Selon l'étude parue le 31 mars, les livreurs à Bordeaux travaillent souvent plus de 60 heures par semaine, et certains ne touchent qu'environ 700 euros par mois, soit bien en dessous du SMIC. Ils sont soumis à une pression écrasante pour accepter un maximum de commandes, ce qui les expose à de sérieux problèmes de santé, incluant douleurs physiques, troubles du sommeil et risque accru d'accidents du travail.
La plupart des livreurs n'ont pas d'autres alternatives professionnelles, se retrouvant ainsi piégés dans un cycle de précarité. Face à cette réalité, plusieurs associations demandent une hausse de la rémunération et une action concrète des pouvoirs publics. Des initiatives locales émergent aussi, cherchant à adopter des modèles plus justes pour améliorer la situation des livreurs.
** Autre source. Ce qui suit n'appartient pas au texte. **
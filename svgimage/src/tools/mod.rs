pub mod convert;
pub mod probe;

use anyhow::{Context, Result};
use std::path::PathBuf;
use svgimage_core::{DecodeConfig, FileResolver, ImageResourceResolver, PixelBuffer};

/// Options shared by every subcommand that decodes a reference.
#[derive(clap::Args, Debug)]
pub struct DecodeOptions {
	/// directory that relative references are resolved against
	#[arg(long, value_name = "DIR", display_order = 1)]
	base_dir: Option<PathBuf>,

	/// YAML file with decoder limits and defaults
	#[arg(long, value_name = "FILE", display_order = 1)]
	config: Option<PathBuf>,
}

impl DecodeOptions {
	fn resolver(&self) -> Result<ImageResourceResolver> {
		let config = match &self.config {
			Some(path) => DecodeConfig::from_path(path)?,
			None => DecodeConfig::default(),
		};
		log::debug!("decode config: {config:?}");

		let files = match &self.base_dir {
			Some(dir) => FileResolver::with_base_dir(dir),
			None => FileResolver::new(),
		};
		Ok(ImageResourceResolver::new(files, config))
	}

	pub fn decode(&self, reference: &str) -> Result<PixelBuffer> {
		let pixels = self
			.resolver()?
			.decode(reference)
			.with_context(|| format!("decoding image {:?}", abbreviate(reference)))?;
		Ok(pixels)
	}
}

/// Shortens inline payloads for messages.
fn abbreviate(reference: &str) -> String {
	const MAX: usize = 64;
	match reference.char_indices().nth(MAX) {
		Some((end, _)) => format!("{}...", &reference[..end]),
		None => reference.to_string(),
	}
}
//! JPEG decoding into the canonical pixel layout.
//!
//! JPEG has no transparency, so every pixel is written with alpha 255 and no premultiplication
//! pass is needed.

use super::{DecodeAttempt, FormatDecoder, ImageFormat};
use crate::{
	DecodeConfig, ImageError, PixelBuffer,
	pixel::{SampleLayout, write_bgra_row},
};
use jpeg_decoder::{Decoder, PixelFormat};

/// The start-of-image marker every JPEG stream begins with.
pub const START_OF_IMAGE: [u8; 2] = [0xff, 0xd8];

pub(crate) struct JpegDecoder;

impl FormatDecoder for JpegDecoder {
	fn format(&self) -> ImageFormat {
		ImageFormat::Jpeg
	}

	fn decode(&self, bytes: &[u8], config: &DecodeConfig) -> DecodeAttempt {
		decode(bytes, config)
	}
}

pub(crate) fn decode(bytes: &[u8], config: &DecodeConfig) -> DecodeAttempt {
	if !bytes.starts_with(&START_OF_IMAGE) {
		return DecodeAttempt::NotThisFormat;
	}
	decode_jpeg(bytes, config).into()
}

fn decode_jpeg(bytes: &[u8], config: &DecodeConfig) -> Result<PixelBuffer, ImageError> {
	let mut decoder = Decoder::new(bytes);
	decoder.read_info().map_err(map_error)?;
	let info = decoder
		.info()
		.ok_or_else(|| ImageError::parse("JPEG header carries no frame information"))?;

	let layout = sample_layout(info.pixel_format)?;
	let (width, height) = (usize::from(info.width), usize::from(info.height));
	let line_size = width * layout.samples_per_pixel();
	if line_size.saturating_mul(height) > config.max_decoder_bytes {
		return Err(ImageError::out_of_memory(format!(
			"decoding a {width}x{height} JPEG (decoder limit is {} bytes)",
			config.max_decoder_bytes
		)));
	}

	let mut buffer = PixelBuffer::allocate(u32::from(info.width), u32::from(info.height), ImageFormat::Jpeg, config)?;

	decoder.set_max_decoding_buffer_size(config.max_decoder_bytes);
	let samples = decoder.decode().map_err(map_error)?;
	if line_size == 0 || samples.len() < line_size * height {
		return Err(ImageError::parse(format!(
			"JPEG produced {} bytes for a {width}x{height} image",
			samples.len()
		)));
	}

	for (y, scanline) in samples.chunks_exact(line_size).take(height).enumerate() {
		write_bgra_row(scanline, layout, buffer.row_mut(y)?)?;
	}

	Ok(buffer)
}

/// Chooses how decoded samples map onto BGRA.
///
/// One component is gray, three are RGB. Any other component count is read through the
/// three-component path, using the first three samples of each pixel.
fn sample_layout(pixel_format: PixelFormat) -> Result<SampleLayout, ImageError> {
	match pixel_format {
		PixelFormat::L8 => Ok(SampleLayout::Gray),
		PixelFormat::RGB24 => Ok(SampleLayout::Rgb),
		PixelFormat::L16 => Err(ImageError::parse("16-bit JPEG samples are not supported")),
		PixelFormat::CMYK32 => {
			log::debug!("JPEG with CMYK samples is read as RGB");
			Ok(SampleLayout::LeadingRgb(PixelFormat::CMYK32.pixel_bytes()))
		}
	}
}

fn map_error(err: jpeg_decoder::Error) -> ImageError {
	ImageError::parse(format!("corrupt JPEG data: {err}"))
}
Un rapport publié par Franceinfo souligne que la précarité de cette profession ne cesse d'augmenter, révélant des témoignages poignants de travailleurs qui peinent à joindre les deux bouts. Comme l'explique un représentant d'une ONG, "ces personnes méritent une protection et un salaire décent. Il est temps que les entreprises et le gouvernement prennent leurs responsabilités".